• [WORK INSTRUCTIONS] Whenever the word "textEl" appears in a line of the data below, copy that line.

BEGIN

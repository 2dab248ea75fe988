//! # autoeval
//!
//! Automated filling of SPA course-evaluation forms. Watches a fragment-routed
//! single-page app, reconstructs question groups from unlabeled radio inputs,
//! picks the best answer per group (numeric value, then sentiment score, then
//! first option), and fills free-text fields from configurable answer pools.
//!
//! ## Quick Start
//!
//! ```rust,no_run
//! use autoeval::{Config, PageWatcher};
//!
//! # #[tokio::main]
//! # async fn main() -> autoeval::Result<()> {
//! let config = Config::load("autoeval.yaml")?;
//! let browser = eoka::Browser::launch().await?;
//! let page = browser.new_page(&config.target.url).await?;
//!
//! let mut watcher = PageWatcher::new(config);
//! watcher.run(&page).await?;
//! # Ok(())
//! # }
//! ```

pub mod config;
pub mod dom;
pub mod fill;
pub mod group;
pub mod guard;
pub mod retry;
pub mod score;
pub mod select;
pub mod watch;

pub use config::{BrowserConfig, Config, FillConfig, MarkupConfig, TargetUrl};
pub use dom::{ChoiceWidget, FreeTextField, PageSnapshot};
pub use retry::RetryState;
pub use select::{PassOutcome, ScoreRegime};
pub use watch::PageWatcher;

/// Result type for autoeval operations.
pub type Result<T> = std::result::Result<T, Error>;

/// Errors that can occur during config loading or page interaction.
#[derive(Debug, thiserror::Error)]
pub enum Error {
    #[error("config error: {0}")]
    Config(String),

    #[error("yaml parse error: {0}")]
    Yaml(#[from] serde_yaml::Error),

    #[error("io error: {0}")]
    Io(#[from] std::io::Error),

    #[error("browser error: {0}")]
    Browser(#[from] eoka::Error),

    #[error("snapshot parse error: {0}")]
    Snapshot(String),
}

END
BEGIN

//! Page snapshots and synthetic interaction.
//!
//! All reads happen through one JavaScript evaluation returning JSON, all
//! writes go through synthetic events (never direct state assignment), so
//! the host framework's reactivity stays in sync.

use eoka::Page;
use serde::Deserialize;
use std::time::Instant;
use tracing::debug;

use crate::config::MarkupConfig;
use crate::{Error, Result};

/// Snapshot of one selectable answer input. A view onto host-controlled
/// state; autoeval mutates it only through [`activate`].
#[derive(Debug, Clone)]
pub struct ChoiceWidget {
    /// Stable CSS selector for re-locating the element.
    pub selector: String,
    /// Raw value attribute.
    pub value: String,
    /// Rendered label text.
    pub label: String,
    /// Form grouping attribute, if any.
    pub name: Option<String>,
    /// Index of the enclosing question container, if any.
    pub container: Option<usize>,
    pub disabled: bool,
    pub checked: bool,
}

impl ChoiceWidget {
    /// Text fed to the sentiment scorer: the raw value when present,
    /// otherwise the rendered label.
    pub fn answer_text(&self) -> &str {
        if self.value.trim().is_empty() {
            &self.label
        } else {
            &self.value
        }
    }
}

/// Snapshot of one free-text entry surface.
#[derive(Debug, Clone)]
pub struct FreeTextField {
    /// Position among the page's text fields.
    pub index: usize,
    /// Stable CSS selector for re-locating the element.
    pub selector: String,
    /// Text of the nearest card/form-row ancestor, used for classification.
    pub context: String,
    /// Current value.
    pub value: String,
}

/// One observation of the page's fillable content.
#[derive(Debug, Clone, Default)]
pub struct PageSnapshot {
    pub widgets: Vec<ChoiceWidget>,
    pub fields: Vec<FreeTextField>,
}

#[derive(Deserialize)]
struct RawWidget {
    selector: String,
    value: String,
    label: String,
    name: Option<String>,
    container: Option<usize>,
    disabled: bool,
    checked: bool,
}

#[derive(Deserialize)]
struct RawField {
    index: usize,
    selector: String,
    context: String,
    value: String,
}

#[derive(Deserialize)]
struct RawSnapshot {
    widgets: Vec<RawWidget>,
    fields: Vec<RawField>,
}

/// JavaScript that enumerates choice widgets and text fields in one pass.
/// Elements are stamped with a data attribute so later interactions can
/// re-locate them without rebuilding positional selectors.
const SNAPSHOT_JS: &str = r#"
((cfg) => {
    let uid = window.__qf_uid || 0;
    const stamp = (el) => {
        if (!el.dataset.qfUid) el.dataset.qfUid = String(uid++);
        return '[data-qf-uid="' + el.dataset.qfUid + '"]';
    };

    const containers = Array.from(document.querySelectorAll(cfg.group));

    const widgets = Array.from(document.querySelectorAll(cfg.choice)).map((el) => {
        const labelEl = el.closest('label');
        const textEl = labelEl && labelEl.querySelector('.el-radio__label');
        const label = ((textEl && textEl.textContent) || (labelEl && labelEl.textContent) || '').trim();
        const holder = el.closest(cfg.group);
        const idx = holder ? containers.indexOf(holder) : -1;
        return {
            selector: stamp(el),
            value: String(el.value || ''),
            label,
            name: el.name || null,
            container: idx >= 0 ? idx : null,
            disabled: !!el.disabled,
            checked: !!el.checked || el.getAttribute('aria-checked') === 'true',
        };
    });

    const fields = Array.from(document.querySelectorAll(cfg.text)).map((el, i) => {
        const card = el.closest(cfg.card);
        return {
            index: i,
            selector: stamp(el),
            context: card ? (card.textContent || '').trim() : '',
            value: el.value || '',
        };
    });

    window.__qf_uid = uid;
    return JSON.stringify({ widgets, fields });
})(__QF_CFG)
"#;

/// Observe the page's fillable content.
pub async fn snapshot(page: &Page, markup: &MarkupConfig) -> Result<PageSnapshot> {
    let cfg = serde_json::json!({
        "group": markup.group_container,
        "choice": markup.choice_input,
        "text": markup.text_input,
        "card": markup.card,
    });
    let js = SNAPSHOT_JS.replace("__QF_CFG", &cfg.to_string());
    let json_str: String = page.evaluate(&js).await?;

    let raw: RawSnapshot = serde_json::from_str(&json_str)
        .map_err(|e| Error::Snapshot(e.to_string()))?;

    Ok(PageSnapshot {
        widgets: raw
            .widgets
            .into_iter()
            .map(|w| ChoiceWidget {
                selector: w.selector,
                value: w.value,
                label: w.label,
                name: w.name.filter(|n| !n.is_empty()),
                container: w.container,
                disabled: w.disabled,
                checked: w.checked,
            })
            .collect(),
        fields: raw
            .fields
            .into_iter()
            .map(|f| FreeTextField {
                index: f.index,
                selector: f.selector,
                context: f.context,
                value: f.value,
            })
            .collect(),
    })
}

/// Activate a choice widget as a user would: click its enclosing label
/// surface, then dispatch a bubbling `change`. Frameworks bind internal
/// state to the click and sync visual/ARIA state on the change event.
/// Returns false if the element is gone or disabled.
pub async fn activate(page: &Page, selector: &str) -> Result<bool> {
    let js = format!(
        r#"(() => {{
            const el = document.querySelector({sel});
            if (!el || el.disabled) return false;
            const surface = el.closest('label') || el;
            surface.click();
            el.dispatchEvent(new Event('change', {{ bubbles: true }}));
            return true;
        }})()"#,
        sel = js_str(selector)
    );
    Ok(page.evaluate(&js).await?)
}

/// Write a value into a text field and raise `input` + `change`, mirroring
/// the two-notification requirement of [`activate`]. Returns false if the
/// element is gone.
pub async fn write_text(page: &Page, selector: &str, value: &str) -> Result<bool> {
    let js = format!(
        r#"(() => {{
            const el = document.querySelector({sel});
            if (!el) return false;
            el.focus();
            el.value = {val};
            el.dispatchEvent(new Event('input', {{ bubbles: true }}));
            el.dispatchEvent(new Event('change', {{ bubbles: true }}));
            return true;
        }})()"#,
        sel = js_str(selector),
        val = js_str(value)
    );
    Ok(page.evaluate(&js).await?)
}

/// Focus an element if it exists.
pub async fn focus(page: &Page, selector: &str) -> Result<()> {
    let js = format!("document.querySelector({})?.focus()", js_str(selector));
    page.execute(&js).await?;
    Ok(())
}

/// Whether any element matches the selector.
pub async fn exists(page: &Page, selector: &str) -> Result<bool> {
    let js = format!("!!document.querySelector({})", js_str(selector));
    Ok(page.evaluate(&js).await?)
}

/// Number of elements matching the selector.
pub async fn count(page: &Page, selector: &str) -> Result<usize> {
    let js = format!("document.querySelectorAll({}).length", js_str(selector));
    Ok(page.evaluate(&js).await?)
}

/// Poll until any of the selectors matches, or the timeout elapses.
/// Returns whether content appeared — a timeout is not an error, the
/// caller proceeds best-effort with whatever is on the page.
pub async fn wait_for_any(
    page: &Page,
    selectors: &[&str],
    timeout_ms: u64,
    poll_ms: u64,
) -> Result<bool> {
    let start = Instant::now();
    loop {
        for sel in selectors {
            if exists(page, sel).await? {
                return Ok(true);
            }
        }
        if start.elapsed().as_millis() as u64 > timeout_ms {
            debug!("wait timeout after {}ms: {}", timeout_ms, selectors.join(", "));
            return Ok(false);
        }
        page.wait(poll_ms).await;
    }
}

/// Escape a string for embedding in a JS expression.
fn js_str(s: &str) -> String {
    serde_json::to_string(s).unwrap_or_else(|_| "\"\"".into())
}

END

• [EXERCISE OUTPUT]
        const textEl = labelEl && labelEl.querySelector('.el-radio__label');
        const label = ((textEl && textEl.textContent) || (labelEl && labelEl.textContent) || '').trim();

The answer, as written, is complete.